Aggrecan glycoforms contribute to the molecular heterogeneity of perineuronal nets.

The perineuronal net forms the extracellular matrix of many neurons in the CNS, surrounding neuron cell bodies and proximal dendrites in a mesh-like structure with open "holes" at the sites of synaptic contacts. The perineuronal net is first detected late in development, approximately coincident with the transformation of the CNS from an environment conducive to neuronal growth and motility to one that is restrictive, suggesting a role for the perineuronal net in this developmental transition. Perineuronal nets show a great degree of molecular heterogeneity.

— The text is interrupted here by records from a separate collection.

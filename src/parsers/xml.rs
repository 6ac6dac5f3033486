//! Minimal XML element tree built on quick-xml events.
//!
//! Namespace prefixes are dropped: elements and attributes are keyed by their
//! local name only.

use quick_xml::Reader;
use quick_xml::events::{BytesStart, Event};

use crate::error::{ParseError, Result};

#[derive(Debug, Default, Clone)]
pub(crate) struct Element {
    pub name: String,
    pub attributes: Vec<(String, String)>,
    pub children: Vec<Element>,
    pub text: String,
}

impl Element {
    pub fn attribute(&self, key: &str) -> Option<&str> {
        self.attributes
            .iter()
            .find(|(k, _)| k == key)
            .map(|(_, v)| v.as_str())
    }

    pub fn child(&self, name: &str) -> Option<&Element> {
        self.children.iter().find(|c| c.name == name)
    }

    pub fn children_named<'a>(&'a self, name: &'a str) -> impl Iterator<Item = &'a Element> {
        self.children.iter().filter(move |c| c.name == name)
    }

    /// Trimmed text of a direct child, if the child exists and has text.
    pub fn child_text(&self, name: &str) -> Option<&str> {
        self.child(name)
            .map(|c| c.text.trim())
            .filter(|t| !t.is_empty())
    }
}

/// Parse a whole document and return its root element.
pub(crate) fn parse_document(content: &str) -> Result<Element> {
    let mut reader = Reader::from_str(content);

    let mut stack: Vec<Element> = Vec::new();
    let mut root: Option<Element> = None;

    loop {
        let event = reader.read_event().map_err(|e| ParseError::Deserialization {
            format: "XML",
            detail: Some(e.to_string()),
        })?;

        match event {
            Event::Start(ref e) => stack.push(start_element(e)?),
            Event::Empty(ref e) => {
                let element = start_element(e)?;
                attach(&mut stack, &mut root, element)?;
            }
            Event::End(_) => {
                let element = stack.pop().ok_or_else(|| ParseError::deserialization("XML"))?;
                attach(&mut stack, &mut root, element)?;
            }
            Event::Text(ref e) => {
                if let Some(current) = stack.last_mut() {
                    current.text.push_str(&decode(e)?);
                }
            }
            Event::CData(ref e) => {
                if let Some(current) = stack.last_mut() {
                    current.text.push_str(&String::from_utf8_lossy(e));
                }
            }
            Event::Eof => break,
            _ => {}
        }
    }

    if !stack.is_empty() {
        return Err(ParseError::Deserialization {
            format: "XML",
            detail: Some("unclosed element".to_string()),
        });
    }

    root.ok_or_else(|| ParseError::deserialization("XML"))
}

fn attach(stack: &mut [Element], root: &mut Option<Element>, element: Element) -> Result<()> {
    match stack.last_mut() {
        Some(parent) => parent.children.push(element),
        None if root.is_none() => *root = Some(element),
        None => {
            return Err(ParseError::Deserialization {
                format: "XML",
                detail: Some("multiple root elements".to_string()),
            });
        }
    }
    Ok(())
}

fn start_element(e: &BytesStart<'_>) -> Result<Element> {
    let name = String::from_utf8_lossy(e.local_name().as_ref()).into_owned();
    let mut attributes = Vec::new();

    for attr in e.attributes() {
        let attr = attr.map_err(|err| ParseError::Deserialization {
            format: "XML",
            detail: Some(err.to_string()),
        })?;
        let key = String::from_utf8_lossy(attr.key.local_name().as_ref()).into_owned();
        let value = decode(&attr.value)?;
        attributes.push((key, value));
    }

    Ok(Element {
        name,
        attributes,
        ..Default::default()
    })
}

fn decode(raw: &[u8]) -> Result<String> {
    let text = String::from_utf8_lossy(raw);
    let unescaped = quick_xml::escape::unescape(&text)
        .map_err(|_| ParseError::deserialization("XML"))?;
    Ok(unescaped.into_owned())
}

Using monoclonal antibodies Cat-301, Cat-315, and Cat-316, we have shown previously that although all antibodies recognize chondroitin sulfate proteoglycans of similar sizes, each antibody recognizes perineuronal nets on distinct but overlapping sets of neurons in the adult cat CNS. An understanding of the heterogeneity demonstrated by these antibodies is critical to understanding the organization and function of perineuronal nets. Using aggrecan knock-out mice (cmd), we have now determined that all three antibodies recognize aggrecan. Chemical and enzymatic deglycosylation show that the differences revealed by the three antibodies arise from differential glycosylation of aggrecan. We further demonstrate that aggrecan mRNA is expressed relatively late in development and that neurons themselves are likely the predominant cellular sites of aggrecan expression. This work indicates that neurons can directly regulate the composition of their extracellular matrix by regulated synthesis and differential glycosylation of aggrecan in a cell type-specific manner. These results have important implications for the role of regulated microheterogeneity of glycosylation in the CNS.